**What needs to be done:** Line filter on the word "CompiledDocSet": copy each matching line from the entries.

**Exercise materials:**
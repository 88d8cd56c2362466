//! # llms.txt + doc set generation for static sites
//!
//! Runs once after a static site has been rendered to HTML. It reads the rendered pages and
//! produces:
//!
//! - one text bundle per configured doc set: the selected pages, ordered by promote/demote
//!   rules, each reduced to its main content as simple Markdown (or only its heading outline)
//! - the generated part of `llms.txt`: the doc sets, every page grouped by path, notes and
//!   optional links, substituted into the `{generatedLLMS}` token of the site's own `llms.txt`
//!
//! ## Example
//!
//! ```no_run
//! use std::path::Path;
//! use docsets_ltx::{DiskFiles, LlmsConfig, LlmsTxtPlugin, discover_pages};
//!
//! #[tokio::main]
//! async fn main() -> Result<(), Box<dyn std::error::Error>> {
//!     let config = LlmsConfig::from_json_file(Path::new("llms.config.json"))?;
//!     let plugin = LlmsTxtPlugin::new(config)?;
//!
//!     let dist = Path::new("dist");
//!     let pages = discover_pages(dist)?;
//!     let report = plugin.on_build_done(&pages, dist, &DiskFiles).await?;
//!     println!("{} doc sets written", report.doc_sets.len());
//!     Ok(())
//! }
//! ```

// Module declarations
pub mod config;
pub mod docset;
pub mod driver;
pub mod errors;
pub mod extract;
pub mod index;
pub mod logging;
pub mod pages;
pub mod pattern;
pub mod ranker;
pub mod site_files;
pub mod text_utils;

// Public API re-exports
pub use config::{
    DEFAULT_MAIN_SELECTOR, DEFAULT_PAGE_SEPARATOR, DocSet, DocSetBuilder, LlmsConfig, LocalizedPrefix, OptionalLink,
};
pub use docset::{CompiledDocSet, DocSetSummary, build_doc_set};
pub use driver::{BuildReport, LLMS_TXT, LlmsTxtPlugin, PLACEHOLDER, render_template};
pub use errors::{DocSetError, Result};
pub use extract::{ExtractOptions, ExtractedEntry, PageMeta, extract_entry, get_page_meta};
pub use index::{PageGroup, build_index, sort_pages_for_index};
pub use logging::setup_logging;
pub use pages::{Page, discover_pages, load_pages_file, page_html_path, parse_pages};
pub use pattern::{PatternList, matches};
pub use ranker::{SortKey, collate_paths, rank, sort_paths};
pub use site_files::{DiskFiles, MemoryFiles, SiteFiles};
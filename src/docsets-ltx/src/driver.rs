//! The post-build hook: runs every doc set, assembles the index and fills in llms.txt.

use std::path::{Path, PathBuf};

use url::Url;

use crate::config::LlmsConfig;
use crate::docset::{CompiledDocSet, DocSetSummary, build_doc_set};
use crate::errors::{DocSetError, Result};
use crate::index::build_index;
use crate::pages::Page;
use crate::site_files::SiteFiles;

/// Name of the index file in the root of the output directory.
pub const LLMS_TXT: &str = "llms.txt";

/// Token in llms.txt that is replaced by the generated index.
pub const PLACEHOLDER: &str = "{generatedLLMS}";

/// What one run of the plugin produced.
#[derive(Debug, Clone, PartialEq, Eq)]
pub struct BuildReport {
    pub doc_sets: Vec<DocSetSummary>,
    pub index_path: PathBuf,
    pub index: String,
}

/// The llms.txt generator, configured once and invoked after the site build has finished.
#[derive(Debug, Clone)]
pub struct LlmsTxtPlugin {
    config: LlmsConfig,
    site: Url,
    doc_sets: Vec<CompiledDocSet>,
}

impl LlmsTxtPlugin {
    /// Validates the configuration and compiles the patterns and selectors of every doc set.
    ///
    /// # Errors
    ///
    /// Returns a configuration error before any page is touched.
    pub fn new(config: LlmsConfig) -> Result<Self> {
        config.validate()?;
        let site = config.site_url()?;
        let doc_sets = config
            .doc_set
            .iter()
            .cloned()
            .map(CompiledDocSet::new)
            .collect::<Result<Vec<_>>>()?;

        Ok(Self {
            config,
            site,
            doc_sets,
        })
    }

    pub fn config(&self) -> &LlmsConfig {
        &self.config
    }

    /// Runs the pipeline over the rendered site.
    ///
    /// Writes one bundle per doc set, then replaces the first [`PLACEHOLDER`] in
    /// `<dist_dir>/llms.txt` with the generated index. Pages that are absent or fail to extract
    /// are skipped. A doc set whose bundle cannot be written is left out of the index.
    ///
    /// # Errors
    ///
    /// Fails when llms.txt is missing, unreadable or cannot be rewritten.
    pub async fn on_build_done<F: SiteFiles + ?Sized>(
        &self,
        pages: &[Page],
        dist_dir: &Path,
        files: &F,
    ) -> Result<BuildReport> {
        let page_separator = self.config.page_separator();
        tracing::info!(
            "Generating llms.txt for {} pages and {} doc sets",
            pages.len(),
            self.doc_sets.len()
        );

        let mut summaries = Vec::with_capacity(self.doc_sets.len());
        for doc_set in &self.doc_sets {
            match build_doc_set(doc_set, pages, dist_dir, &self.site, page_separator, files).await {
                Ok(summary) => summaries.push(summary),
                Err(error) => {
                    tracing::warn!("[SKIP] Doc set '{}' not generated: {}", doc_set.set.title, error);
                }
            }
        }

        let index = build_index(&self.config, &summaries, pages, dist_dir, files).await?;

        let index_path = dist_dir.join(LLMS_TXT);
        let template = files
            .read_file(&index_path)
            .await?
            .ok_or_else(|| DocSetError::PlaceholderMissing(index_path.clone()))?;

        if !template.contains(PLACEHOLDER) {
            tracing::warn!("{} has no {} placeholder, leaving it unchanged", index_path.display(), PLACEHOLDER);
        }
        let llms_txt = template.replacen(PLACEHOLDER, &index, 1);
        files.write_file(&index_path, &llms_txt).await?;
        tracing::info!("llms.txt generated at {}", index_path.display());

        Ok(BuildReport {
            doc_sets: summaries,
            index_path,
            index,
        })
    }
}

/// A starter llms.txt for the configuration: title, summary, details and the placeholder.
///
/// # Examples
///
/// ```
/// # use docsets_ltx::{render_template, LlmsConfig};
/// let config = LlmsConfig::from_json_str(
///     r#"{ "site": "https://example.com", "title": "Example", "description": "A site" }"#,
/// ).unwrap();
/// assert_eq!(render_template(&config), "# Example\n\n> A site\n\n{generatedLLMS}\n");
/// ```
pub fn render_template(config: &LlmsConfig) -> String {
    let mut blocks = vec![format!("# {}", config.title.trim())];
    if let Some(description) = config.description.as_deref().map(str::trim).filter(|d| !d.is_empty()) {
        blocks.push(format!("> {}", description));
    }
    if let Some(details) = config.details.as_deref().map(str::trim).filter(|d| !d.is_empty()) {
        blocks.push(details.to_string());
    }
    blocks.push(PLACEHOLDER.to_string());
    format!("{}\n", blocks.join("\n\n"))
}
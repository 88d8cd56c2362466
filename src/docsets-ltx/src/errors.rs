//! Error types for the doc set + llms.txt pipeline.

use std::path::PathBuf;

use thiserror::Error;

/// Main error type for doc set and llms.txt index generation.
///
/// Configuration variants are raised before any page is processed.
/// Per-page variants are recovered by skipping the page.
/// Placeholder and I/O variants abort the run.
#[derive(Debug, Error)]
pub enum DocSetError {
    /// Configuration is missing a required value or holds an unusable one
    #[error("Invalid configuration: {0}")]
    InvalidConfig(String),

    /// Configuration file is not valid JSON for the expected shape
    #[error("Configuration parsing failed: {0}")]
    ConfigParse(#[from] serde_json::Error),

    /// Glob pattern error
    #[error("Glob pattern error: {0}")]
    GlobError(#[from] globset::Error),

    /// CSS selector could not be parsed
    #[error("Invalid CSS selector: '{0}'")]
    InvalidSelector(String),

    /// Invalid URL format
    #[error("Invalid URL: {0}")]
    UrlParseError(#[from] url::ParseError),

    /// The main-content selector matched nothing in a page
    #[error("Missing main selector <{0}>")]
    MissingMainContent(String),

    /// The pre-existing llms.txt holding the placeholder token does not exist
    #[error("Placeholder file does not exist: {}", .0.display())]
    PlaceholderMissing(PathBuf),

    /// Walking the rendered output directory for pages failed
    #[error("Page discovery failed: {0}")]
    PageDiscovery(String),

    /// File system error
    #[error("I/O error: {0}")]
    Io(#[from] std::io::Error),
}

/// Type alias for Result with DocSetError
pub type Result<T> = std::result::Result<T, DocSetError>;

**Output below:**
pub use docset::{CompiledDocSet, DocSetSummary, build_doc_set};
use crate::docset::{CompiledDocSet, DocSetSummary, build_doc_set};
    doc_sets: Vec<CompiledDocSet>,
            .map(CompiledDocSet::new)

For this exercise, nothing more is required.